McMahon v. . MacY

51 N.Y. 155 | NY | 1872

Lead Opinion

During the months of October and November, 1854, Wilkins, Decker Co. were contractors on one of the sections of the Sackett's Harbor and Saratoga railroad; and during these months the plaintiff worked for them upon the railroad in person, and with his hired man and team; and they failed to pay him for the work from the 15th day of October to the 19th day of the next month. On the 21st day of December, 1854, the plaintiff commenced an action in the Supreme Court against the railroad company to recover the amount due him from the contractors for this work; and on the 31st day of March, 1857, he recovered a judgment against it for the sum of $248.08, damages and costs. From this judgment it appealed to the General Term of the Supreme Court, and the judgment was affirmed, and a judgment was *158 entered for costs upon the appeal May 27, 1858, for $67.19. It then appealed to the Court of Appeals, and the judgment was again affirmed, and judgment for costs upon that appeal was entered December 26, 1861, for $157.69. Executions were issued upon all these judgments and returned wholly unsatisfied.

Then this action was commenced against this defendant September 4, 1864, and a recovery was had for the whole amount of these judgments, with interest and costs.

On the 11th day of August, 1854, Stanton Wilcox transferred to the defendant one share of the capital stock of the company; and on the 20th day of October, 1854, 2,500 shares; and on the last named day H. Stanton transferred to him 3,917 shares. These transfers were all absolute in form, and were made upon the books of the company. They all stood on the books in the name of the defendant until November 3, 1854, when he transferred 3,835 shares to John Hollister, and the remainder of the shares continued in his name until March 21, 1855, when he transferred them all to E.C. Hamilton. But ten per cent had been paid upon this stock. It was transferred to defendant by Stanton, to be held as collateral security for a debt due him from Stanton, and he paid no consideration for the transfer. The defendant transferred the stock, as above stated, at the request of Stanton, receiving no consideration for the transfers. It was, as a holder of this stock, that the defendant was sought to be made liable and was held to be liable in this action.

It is supposed that the recovery was had against the railroad company under section 12, chap. 140 of the Laws of 1850, which makes every railroad company, upon certain conditions, liable for work performed by any laborer for a contractor engaged in the construction of its road.

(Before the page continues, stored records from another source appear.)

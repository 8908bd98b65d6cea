//! Remote services consumed by the Tandem entitlement core.
//!
//! Three collaborators live behind async traits so the core can be tested
//! without a network:
//! - [`AccountStore`]: the account document, the durable source of truth
//! - [`ValidationFunction`]: verifies a purchase token server-side
//! - [`PartnerSyncFunction`]: reconciles entitlement with a linked partner
//!
//! Production implementations talk HTTP via reqwest ([`HttpAccountStore`],
//! [`FunctionsClient`]); [`mock`] holds in-memory doubles.

mod account;
mod config;
mod error;
mod functions;
mod http;
pub mod mock;

pub use account::{AccountDocument, AccountStore, AccountUpdate, HttpAccountStore};
pub use config::CloudConfig;
pub use error::{CloudError, CloudResult};
pub use functions::{
    FunctionsClient, PartnerSyncFunction, PartnerSyncRequest, PartnerSyncResponse,
    SYNC_PARTNER_FN, VALIDATE_PURCHASE_FN, ValidatePurchaseRequest, ValidatePurchaseResponse,
    ValidationFunction,
};
//! Shared HTTP plumbing for the store and function clients.

use crate::config::CloudConfig;
use crate::error::{CloudError, CloudResult};
use reqwest::{Client, RequestBuilder, Response, StatusCode};
use std::sync::Arc;
use tokio::sync::RwLock;

/// A configured reqwest client plus the current bearer token.
#[derive(Clone)]
pub(crate) struct HttpBase {
    pub(crate) config: CloudConfig,
    pub(crate) client: Client,
    id_token: Arc<RwLock<Option<String>>>,
}

impl HttpBase {
    pub(crate) fn new(config: CloudConfig) -> CloudResult<Self> {
        config.validate()?;
        let client = Client::builder().timeout(config.timeout()).build()?;
        let id_token = Arc::new(RwLock::new(config.id_token.clone()));
        Ok(Self {
            config,
            client,
            id_token,
        })
    }

    pub(crate) async fn set_id_token(&self, token: Option<String>) {
        *self.id_token.write().await = token;
    }

    pub(crate) async fn authorize(&self, request: RequestBuilder) -> RequestBuilder {
        match self.id_token.read().await.as_deref() {
            Some(token) => request.bearer_auth(token),
            None => request,
        }
    }
}

/// Converts a non-success response into a `CloudError`.
pub(crate) async fn error_for_status(response: Response) -> CloudError {
    let status = response.status();
    if status == StatusCode::TOO_MANY_REQUESTS {
        let retry_after_secs = response
            .headers()
            .get(reqwest::header::RETRY_AFTER)
            .and_then(|v| v.to_str().ok())
            .and_then(|v| v.parse().ok())
            .unwrap_or(1);
        return CloudError::RateLimited { retry_after_secs };
    }

    let body = response.text().await.unwrap_or_default();
    match status {
        StatusCode::UNAUTHORIZED | StatusCode::FORBIDDEN => CloudError::AuthFailed(body),
        _ => CloudError::Status {
            status: status.as_u16(),
            message: body,
        },
    }
}

/// Maps reqwest send failures, keeping timeouts distinguishable.
pub(crate) fn send_error(err: reqwest::Error) -> CloudError {
    if err.is_timeout() {
        CloudError::Timeout
    } else {
        CloudError::Http(err)
    }
}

This action against the defendant is based upon section 10 of the same act, as amended by chapter 284 of the Laws of 1854, which is as follows:

"Each stockholder of any company formed under this act shall be individually liable to the creditors of such company, *159 to an amount equal to the amount unpaid on the stock held by him, for all the debts and liabilities of such company, until the whole amount of the capital stock so held by him shall have been paid to the company, and all the stockholders of any such company shall be jointly and severally liable for the debts due or owing to any of its laborers and servants, other than contractors, for personal services for thirty days' service performed for such company, but shall not be liable to an action therefor before an execution shall be returned unsatisfied in whole or in part against the corporation, and the amount due on such executions shall be the amount recoverable, with costs, against such stockholders; before such laborer or servant shall charge such stockholder for such thirty days' service he shall give him notice in writing, within twenty days after the performance of such services, that he intends so to hold him liable, and shall commence such action therefor within thirty days after the return of such execution unsatisfied as above mentioned; and every such stockholder, against whom any such recovery by such laborer or servant shall have been had, shall have a right to recover the same of the other stockholders in said corporation in ratable proportion to the amount of the stock they shall respectively hold with himself."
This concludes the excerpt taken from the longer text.